• Work to be completed: In the entries below, find every line with "headers" and copy it.

====== Material shown

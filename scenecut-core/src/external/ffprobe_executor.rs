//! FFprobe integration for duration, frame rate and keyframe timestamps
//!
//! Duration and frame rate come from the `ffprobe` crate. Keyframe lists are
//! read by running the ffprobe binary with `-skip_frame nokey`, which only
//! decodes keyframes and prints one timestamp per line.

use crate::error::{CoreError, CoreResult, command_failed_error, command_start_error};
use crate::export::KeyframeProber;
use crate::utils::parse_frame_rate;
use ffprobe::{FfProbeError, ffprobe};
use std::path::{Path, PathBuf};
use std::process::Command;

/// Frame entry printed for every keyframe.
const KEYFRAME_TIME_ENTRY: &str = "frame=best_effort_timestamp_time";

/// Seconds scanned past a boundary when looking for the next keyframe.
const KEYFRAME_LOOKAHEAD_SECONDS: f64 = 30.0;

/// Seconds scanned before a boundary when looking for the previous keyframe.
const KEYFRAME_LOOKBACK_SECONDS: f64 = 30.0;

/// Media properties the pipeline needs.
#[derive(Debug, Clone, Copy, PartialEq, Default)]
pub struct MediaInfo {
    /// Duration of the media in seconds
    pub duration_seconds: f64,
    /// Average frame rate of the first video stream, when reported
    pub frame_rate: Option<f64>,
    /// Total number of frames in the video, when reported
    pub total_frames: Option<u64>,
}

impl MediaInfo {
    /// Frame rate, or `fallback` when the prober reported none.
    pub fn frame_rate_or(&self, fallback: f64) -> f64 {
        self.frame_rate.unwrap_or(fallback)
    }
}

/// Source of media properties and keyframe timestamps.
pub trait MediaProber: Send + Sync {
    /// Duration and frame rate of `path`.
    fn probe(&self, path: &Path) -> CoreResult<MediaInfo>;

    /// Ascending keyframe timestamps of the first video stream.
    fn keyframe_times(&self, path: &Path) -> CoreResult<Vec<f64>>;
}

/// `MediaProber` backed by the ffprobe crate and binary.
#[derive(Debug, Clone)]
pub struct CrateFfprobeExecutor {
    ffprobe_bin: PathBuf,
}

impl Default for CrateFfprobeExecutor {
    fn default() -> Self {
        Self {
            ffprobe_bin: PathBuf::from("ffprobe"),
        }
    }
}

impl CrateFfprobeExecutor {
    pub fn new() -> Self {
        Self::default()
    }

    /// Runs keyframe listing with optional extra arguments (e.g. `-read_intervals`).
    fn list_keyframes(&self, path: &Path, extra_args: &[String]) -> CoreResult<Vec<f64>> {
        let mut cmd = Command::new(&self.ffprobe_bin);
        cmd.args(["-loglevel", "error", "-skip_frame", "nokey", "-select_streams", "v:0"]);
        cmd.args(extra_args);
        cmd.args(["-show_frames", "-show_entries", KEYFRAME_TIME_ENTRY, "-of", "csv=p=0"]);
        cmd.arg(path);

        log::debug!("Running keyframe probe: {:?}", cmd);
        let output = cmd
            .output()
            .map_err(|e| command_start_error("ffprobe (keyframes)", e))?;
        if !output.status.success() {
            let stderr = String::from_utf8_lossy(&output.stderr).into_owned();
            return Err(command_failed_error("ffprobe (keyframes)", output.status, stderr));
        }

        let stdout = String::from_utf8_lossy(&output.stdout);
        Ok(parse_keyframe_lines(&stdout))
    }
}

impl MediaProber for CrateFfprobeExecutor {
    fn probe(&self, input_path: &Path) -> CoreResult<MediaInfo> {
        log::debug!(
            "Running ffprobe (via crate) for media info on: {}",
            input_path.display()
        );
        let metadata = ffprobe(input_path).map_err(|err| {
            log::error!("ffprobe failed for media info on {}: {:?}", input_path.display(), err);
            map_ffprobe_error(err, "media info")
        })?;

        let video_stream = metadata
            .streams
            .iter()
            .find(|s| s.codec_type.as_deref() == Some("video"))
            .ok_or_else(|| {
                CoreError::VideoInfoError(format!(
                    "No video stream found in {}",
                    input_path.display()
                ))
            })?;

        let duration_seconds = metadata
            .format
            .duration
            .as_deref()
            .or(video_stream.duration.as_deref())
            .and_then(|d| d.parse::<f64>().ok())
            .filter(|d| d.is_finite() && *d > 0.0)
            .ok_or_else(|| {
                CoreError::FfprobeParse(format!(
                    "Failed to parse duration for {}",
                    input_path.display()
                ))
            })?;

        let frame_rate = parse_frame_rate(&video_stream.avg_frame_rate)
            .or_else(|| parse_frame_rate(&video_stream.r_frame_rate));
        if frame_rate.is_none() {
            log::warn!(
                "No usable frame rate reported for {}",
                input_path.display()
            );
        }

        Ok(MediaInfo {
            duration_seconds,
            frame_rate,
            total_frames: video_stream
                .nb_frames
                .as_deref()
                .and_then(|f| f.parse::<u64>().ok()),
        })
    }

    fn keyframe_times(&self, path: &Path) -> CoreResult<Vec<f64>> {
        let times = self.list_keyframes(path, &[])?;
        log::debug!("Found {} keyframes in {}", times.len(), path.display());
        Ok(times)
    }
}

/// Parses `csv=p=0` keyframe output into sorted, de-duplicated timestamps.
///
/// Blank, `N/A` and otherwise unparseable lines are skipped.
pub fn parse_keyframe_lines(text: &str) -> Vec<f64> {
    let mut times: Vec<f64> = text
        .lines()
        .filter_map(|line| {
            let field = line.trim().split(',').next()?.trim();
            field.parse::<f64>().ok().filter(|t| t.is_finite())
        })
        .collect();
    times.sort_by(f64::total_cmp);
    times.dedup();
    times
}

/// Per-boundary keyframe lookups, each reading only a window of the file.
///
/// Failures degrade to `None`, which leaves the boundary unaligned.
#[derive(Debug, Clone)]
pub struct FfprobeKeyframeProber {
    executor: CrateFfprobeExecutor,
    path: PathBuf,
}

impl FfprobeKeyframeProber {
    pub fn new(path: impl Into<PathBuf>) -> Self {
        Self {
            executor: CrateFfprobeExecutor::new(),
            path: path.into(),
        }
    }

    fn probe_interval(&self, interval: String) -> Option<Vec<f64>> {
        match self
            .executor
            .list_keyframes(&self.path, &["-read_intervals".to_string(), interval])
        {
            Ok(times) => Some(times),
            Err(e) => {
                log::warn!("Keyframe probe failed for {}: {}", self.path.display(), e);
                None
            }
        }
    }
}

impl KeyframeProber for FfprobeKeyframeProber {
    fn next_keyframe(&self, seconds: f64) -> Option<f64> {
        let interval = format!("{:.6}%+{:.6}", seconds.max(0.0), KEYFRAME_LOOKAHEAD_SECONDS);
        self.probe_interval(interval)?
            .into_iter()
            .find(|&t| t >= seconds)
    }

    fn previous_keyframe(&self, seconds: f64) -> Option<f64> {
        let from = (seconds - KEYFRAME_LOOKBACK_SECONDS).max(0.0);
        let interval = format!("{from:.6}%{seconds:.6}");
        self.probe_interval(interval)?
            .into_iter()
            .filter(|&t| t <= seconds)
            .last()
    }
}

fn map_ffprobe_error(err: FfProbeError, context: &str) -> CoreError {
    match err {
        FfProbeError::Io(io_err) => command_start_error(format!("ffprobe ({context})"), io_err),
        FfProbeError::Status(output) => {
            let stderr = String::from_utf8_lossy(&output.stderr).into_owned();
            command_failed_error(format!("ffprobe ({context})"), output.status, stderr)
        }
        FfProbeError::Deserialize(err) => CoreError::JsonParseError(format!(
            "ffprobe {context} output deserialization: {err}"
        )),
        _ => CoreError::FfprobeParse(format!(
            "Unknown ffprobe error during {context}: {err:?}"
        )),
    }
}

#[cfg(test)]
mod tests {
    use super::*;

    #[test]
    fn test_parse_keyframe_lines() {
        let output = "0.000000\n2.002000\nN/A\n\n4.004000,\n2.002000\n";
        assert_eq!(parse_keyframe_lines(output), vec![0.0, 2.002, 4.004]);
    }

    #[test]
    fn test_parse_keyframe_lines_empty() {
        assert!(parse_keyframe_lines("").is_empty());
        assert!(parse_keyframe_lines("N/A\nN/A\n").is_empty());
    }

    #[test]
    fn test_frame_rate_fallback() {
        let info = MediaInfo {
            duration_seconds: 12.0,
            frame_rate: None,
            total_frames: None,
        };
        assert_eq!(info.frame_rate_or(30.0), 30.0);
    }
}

============
====== Material shown

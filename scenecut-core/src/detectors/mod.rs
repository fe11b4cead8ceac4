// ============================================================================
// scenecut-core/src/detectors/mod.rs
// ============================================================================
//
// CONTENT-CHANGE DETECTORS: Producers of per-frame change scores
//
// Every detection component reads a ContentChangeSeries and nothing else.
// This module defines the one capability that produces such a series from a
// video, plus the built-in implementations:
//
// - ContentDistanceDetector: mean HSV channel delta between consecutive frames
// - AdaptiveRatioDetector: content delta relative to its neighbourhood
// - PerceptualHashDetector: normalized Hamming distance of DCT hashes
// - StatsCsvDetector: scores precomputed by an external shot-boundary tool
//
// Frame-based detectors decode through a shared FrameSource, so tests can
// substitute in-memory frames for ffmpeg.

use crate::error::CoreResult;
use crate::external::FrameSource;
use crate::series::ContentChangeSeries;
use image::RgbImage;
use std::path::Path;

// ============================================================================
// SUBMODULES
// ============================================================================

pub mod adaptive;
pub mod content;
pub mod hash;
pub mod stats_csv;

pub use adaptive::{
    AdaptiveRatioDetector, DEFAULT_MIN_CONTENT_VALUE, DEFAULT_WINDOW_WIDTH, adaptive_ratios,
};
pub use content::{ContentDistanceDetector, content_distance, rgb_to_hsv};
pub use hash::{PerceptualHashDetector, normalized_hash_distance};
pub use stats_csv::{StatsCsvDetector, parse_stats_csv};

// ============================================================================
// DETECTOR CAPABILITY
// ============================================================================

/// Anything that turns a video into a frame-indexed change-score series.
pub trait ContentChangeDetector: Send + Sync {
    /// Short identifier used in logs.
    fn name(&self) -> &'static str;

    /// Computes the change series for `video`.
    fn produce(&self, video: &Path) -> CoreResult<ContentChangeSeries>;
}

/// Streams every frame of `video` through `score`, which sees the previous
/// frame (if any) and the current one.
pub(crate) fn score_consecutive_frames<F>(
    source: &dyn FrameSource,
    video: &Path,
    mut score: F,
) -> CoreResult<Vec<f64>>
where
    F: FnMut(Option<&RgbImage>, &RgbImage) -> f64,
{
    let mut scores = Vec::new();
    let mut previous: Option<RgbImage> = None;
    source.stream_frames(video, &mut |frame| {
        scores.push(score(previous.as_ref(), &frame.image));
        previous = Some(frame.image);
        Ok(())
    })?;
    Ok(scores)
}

============
====== Material shown

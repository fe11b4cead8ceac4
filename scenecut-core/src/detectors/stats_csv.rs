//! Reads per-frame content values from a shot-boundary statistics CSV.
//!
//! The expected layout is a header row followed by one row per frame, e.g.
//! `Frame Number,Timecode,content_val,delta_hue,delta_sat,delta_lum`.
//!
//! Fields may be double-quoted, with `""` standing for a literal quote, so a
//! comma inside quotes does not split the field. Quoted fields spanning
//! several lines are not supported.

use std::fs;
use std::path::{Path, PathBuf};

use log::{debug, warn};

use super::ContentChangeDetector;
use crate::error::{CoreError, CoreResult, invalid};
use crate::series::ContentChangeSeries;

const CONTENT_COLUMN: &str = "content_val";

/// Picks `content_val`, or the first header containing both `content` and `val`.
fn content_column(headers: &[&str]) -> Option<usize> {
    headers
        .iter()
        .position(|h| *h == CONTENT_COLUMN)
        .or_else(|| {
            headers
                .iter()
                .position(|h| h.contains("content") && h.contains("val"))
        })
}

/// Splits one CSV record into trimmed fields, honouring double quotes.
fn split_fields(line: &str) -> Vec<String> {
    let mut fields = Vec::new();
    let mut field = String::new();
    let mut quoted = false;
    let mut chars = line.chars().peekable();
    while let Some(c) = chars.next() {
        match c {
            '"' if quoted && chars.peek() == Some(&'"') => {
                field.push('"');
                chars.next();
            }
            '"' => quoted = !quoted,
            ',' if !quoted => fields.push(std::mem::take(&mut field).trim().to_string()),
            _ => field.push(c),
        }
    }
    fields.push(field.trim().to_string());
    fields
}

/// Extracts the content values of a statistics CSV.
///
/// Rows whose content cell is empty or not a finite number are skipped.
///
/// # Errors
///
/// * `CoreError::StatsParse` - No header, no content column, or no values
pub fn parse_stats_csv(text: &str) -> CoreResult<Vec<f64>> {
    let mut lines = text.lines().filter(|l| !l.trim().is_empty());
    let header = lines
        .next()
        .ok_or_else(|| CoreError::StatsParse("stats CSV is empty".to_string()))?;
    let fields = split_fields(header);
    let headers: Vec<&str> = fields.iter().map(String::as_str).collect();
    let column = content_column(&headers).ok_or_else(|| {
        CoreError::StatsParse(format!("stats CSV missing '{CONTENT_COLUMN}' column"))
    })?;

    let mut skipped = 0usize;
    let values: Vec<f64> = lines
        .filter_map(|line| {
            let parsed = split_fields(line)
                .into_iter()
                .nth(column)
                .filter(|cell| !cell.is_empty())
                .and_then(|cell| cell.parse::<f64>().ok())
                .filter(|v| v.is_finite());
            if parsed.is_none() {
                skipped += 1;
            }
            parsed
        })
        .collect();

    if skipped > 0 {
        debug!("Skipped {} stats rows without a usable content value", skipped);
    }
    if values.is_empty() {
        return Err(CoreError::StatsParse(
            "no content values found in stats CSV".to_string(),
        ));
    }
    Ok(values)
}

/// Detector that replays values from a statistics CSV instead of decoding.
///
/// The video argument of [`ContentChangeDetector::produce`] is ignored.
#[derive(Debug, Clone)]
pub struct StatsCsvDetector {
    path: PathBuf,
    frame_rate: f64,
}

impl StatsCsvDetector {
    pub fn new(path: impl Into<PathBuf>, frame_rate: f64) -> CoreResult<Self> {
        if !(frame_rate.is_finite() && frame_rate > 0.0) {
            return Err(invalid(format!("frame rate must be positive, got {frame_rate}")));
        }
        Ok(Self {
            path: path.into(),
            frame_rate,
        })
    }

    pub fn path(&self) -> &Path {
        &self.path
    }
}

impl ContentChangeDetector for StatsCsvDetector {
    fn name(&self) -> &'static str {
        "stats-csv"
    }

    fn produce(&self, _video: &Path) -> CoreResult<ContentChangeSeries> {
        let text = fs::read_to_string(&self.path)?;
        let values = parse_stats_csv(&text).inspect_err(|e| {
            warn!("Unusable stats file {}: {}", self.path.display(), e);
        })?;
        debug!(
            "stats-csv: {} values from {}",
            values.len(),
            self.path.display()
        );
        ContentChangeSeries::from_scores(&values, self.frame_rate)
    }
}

============

• Exercise result:
fn content_column(headers: &[&str]) -> Option<usize> {
    headers
            headers
    let headers: Vec<&str> = fields.iter().map(String::as_str).collect();
    let column = content_column(&headers).ok_or_else(|| {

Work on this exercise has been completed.